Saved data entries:
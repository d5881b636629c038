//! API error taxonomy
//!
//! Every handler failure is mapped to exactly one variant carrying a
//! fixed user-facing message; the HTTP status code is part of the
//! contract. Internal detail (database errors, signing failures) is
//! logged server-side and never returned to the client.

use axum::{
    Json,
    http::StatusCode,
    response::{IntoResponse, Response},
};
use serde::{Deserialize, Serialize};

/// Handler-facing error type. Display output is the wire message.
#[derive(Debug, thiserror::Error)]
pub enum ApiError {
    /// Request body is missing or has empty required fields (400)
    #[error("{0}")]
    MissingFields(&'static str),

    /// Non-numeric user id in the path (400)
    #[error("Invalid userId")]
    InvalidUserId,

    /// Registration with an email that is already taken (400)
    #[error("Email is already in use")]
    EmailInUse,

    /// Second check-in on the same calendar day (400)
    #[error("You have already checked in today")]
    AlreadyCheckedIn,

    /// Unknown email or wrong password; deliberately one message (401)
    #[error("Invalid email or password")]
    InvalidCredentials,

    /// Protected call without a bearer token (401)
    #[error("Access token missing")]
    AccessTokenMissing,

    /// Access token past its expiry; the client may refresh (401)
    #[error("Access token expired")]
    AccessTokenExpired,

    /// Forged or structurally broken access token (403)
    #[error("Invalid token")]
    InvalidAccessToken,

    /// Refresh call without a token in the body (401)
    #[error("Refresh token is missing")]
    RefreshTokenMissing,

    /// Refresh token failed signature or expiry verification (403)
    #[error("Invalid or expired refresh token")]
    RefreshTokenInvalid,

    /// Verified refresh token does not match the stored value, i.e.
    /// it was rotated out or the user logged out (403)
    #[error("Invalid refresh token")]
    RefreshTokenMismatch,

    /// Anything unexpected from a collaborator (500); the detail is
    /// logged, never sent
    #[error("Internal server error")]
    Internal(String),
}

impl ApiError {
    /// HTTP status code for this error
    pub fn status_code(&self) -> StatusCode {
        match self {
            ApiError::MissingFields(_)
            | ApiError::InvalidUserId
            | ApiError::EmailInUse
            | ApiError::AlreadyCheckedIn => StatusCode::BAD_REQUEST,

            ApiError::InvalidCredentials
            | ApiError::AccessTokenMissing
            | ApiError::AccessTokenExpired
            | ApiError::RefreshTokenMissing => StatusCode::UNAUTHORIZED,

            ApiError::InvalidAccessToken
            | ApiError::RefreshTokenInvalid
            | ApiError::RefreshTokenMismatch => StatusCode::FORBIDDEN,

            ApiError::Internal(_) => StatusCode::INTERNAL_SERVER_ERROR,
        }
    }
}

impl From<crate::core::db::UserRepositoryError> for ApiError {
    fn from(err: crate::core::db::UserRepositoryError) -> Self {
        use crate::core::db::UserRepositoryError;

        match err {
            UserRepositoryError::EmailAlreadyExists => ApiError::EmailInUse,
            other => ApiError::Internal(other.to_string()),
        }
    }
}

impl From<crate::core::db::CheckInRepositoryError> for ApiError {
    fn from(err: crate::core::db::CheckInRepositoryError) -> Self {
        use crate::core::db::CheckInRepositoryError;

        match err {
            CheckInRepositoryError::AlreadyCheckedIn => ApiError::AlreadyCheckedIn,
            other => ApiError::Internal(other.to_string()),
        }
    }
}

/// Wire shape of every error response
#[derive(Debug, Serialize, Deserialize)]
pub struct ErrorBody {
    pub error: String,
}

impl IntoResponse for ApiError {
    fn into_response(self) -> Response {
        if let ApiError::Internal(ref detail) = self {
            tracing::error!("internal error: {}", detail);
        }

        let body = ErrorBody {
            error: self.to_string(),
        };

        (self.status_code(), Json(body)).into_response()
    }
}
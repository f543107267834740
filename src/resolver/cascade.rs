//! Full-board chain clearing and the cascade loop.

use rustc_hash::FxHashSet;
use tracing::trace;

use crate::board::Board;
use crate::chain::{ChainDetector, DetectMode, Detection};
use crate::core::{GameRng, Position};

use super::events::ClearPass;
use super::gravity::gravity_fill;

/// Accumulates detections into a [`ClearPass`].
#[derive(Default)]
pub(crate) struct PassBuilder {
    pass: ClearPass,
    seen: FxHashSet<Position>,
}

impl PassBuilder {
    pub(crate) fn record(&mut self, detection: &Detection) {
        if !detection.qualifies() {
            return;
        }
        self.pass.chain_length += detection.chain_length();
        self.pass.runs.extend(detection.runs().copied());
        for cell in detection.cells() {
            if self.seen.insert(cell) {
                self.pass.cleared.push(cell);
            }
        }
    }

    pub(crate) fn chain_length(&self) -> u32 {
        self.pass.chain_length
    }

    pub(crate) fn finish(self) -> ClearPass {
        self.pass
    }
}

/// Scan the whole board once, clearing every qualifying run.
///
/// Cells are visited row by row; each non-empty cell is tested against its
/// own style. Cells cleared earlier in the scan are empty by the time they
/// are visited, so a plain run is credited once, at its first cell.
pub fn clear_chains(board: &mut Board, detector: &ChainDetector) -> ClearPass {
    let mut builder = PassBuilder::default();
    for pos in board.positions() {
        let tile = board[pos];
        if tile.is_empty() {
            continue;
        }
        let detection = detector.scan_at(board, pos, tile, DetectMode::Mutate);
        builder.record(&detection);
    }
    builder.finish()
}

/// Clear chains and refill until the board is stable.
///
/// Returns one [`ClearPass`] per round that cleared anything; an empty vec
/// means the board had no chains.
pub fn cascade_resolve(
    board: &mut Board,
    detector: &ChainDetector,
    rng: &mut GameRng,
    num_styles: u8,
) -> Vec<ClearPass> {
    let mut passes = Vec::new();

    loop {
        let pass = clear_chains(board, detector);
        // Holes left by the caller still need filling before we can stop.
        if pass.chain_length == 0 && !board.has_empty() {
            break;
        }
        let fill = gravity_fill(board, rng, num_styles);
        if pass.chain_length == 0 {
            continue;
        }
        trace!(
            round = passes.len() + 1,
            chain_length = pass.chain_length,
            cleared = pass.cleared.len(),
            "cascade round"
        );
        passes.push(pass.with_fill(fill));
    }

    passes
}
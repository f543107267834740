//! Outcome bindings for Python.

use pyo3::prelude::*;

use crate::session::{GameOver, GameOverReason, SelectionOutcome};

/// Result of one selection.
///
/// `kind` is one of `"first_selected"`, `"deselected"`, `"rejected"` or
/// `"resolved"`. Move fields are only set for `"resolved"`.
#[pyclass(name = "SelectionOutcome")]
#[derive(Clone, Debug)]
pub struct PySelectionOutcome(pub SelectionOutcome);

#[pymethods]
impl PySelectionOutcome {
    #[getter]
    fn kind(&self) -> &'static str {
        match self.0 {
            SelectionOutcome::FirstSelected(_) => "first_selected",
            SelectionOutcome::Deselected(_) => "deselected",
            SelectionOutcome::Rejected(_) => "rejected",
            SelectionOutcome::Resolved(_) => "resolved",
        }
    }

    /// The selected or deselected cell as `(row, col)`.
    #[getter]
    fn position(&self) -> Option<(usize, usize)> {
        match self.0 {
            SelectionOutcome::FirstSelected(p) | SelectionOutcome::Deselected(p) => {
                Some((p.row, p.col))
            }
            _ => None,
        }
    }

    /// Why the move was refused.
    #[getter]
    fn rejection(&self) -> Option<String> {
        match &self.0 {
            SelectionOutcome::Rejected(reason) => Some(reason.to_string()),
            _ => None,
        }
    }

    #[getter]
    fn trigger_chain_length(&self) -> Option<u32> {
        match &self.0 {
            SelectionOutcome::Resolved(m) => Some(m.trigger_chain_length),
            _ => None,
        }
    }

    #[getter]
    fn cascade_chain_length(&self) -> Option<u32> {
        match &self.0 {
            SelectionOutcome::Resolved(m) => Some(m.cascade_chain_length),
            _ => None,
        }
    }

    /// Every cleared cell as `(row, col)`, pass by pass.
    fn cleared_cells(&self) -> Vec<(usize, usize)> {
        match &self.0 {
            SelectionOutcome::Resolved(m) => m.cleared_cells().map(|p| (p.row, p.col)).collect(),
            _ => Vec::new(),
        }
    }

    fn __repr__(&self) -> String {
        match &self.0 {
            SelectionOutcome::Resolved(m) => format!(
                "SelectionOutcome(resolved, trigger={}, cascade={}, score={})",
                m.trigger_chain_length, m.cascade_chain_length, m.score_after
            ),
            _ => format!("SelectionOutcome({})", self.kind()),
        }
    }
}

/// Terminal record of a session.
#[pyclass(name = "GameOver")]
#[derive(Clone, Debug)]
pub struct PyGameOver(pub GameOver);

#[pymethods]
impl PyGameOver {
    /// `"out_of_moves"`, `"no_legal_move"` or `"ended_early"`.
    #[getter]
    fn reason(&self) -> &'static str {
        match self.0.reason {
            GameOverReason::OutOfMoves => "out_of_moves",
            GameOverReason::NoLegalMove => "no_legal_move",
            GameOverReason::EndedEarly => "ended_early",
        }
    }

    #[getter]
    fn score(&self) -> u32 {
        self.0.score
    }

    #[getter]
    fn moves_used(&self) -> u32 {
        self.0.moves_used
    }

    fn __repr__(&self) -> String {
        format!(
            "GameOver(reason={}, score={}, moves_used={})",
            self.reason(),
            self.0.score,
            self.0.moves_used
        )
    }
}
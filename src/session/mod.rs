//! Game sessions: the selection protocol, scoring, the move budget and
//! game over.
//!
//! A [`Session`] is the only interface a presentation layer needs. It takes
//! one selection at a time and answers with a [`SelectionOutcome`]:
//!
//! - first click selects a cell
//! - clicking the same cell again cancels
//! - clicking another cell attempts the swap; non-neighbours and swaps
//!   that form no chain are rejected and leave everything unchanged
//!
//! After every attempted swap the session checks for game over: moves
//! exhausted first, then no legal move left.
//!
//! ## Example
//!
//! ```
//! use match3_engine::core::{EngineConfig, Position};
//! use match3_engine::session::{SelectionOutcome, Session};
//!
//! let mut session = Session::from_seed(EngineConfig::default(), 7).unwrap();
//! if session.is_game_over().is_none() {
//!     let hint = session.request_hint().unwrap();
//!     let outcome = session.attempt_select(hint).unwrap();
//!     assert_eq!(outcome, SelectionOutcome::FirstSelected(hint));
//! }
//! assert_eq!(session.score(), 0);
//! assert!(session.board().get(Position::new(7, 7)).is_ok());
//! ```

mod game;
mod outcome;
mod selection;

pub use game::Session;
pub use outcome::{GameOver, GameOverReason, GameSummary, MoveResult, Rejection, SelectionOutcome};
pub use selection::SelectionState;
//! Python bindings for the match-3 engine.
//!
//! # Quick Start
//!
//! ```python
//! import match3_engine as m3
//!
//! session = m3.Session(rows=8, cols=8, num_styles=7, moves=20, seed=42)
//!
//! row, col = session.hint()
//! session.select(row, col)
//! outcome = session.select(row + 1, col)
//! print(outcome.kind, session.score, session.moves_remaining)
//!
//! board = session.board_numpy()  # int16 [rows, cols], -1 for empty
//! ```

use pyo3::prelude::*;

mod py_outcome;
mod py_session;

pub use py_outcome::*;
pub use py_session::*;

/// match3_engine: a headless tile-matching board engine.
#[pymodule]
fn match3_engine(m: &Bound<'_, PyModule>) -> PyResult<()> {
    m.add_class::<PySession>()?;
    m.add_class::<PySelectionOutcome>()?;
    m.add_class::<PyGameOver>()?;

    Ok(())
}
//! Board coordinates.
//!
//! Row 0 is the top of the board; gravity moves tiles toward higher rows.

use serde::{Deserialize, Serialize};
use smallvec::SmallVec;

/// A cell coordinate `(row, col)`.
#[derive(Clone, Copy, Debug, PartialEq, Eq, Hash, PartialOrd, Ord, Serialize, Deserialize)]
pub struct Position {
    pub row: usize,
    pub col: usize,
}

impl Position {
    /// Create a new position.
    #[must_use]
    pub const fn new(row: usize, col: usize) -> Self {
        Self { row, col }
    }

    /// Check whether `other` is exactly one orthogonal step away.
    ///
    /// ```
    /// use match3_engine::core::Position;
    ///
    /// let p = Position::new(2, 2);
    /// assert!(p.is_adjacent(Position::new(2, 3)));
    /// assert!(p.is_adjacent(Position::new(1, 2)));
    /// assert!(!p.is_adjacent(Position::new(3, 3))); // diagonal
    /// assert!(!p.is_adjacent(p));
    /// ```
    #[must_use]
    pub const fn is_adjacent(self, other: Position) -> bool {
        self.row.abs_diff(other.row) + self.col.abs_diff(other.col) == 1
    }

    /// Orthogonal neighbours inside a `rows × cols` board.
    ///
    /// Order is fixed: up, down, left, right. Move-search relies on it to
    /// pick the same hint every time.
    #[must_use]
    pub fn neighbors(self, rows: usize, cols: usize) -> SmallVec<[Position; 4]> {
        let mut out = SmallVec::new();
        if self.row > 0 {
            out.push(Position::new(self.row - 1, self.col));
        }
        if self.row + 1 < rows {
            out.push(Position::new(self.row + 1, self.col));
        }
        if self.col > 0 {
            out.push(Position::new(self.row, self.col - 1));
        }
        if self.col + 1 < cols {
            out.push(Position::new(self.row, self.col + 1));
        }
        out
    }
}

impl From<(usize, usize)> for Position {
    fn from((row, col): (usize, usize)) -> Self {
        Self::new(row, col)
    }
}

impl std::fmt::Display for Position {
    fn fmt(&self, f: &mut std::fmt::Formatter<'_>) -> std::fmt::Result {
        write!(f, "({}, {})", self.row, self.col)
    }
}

PROBLEM STATEMENT »
In the lines above, find the word "that" and copy every line it occurs in.

ANSWER FOR THE TASK »
    /// Registration with an email that is already taken (400)
/// Returns one [`ClearPass`] per round that cleared anything; an empty vec
//!   that form no chain are rejected and leave everything unchanged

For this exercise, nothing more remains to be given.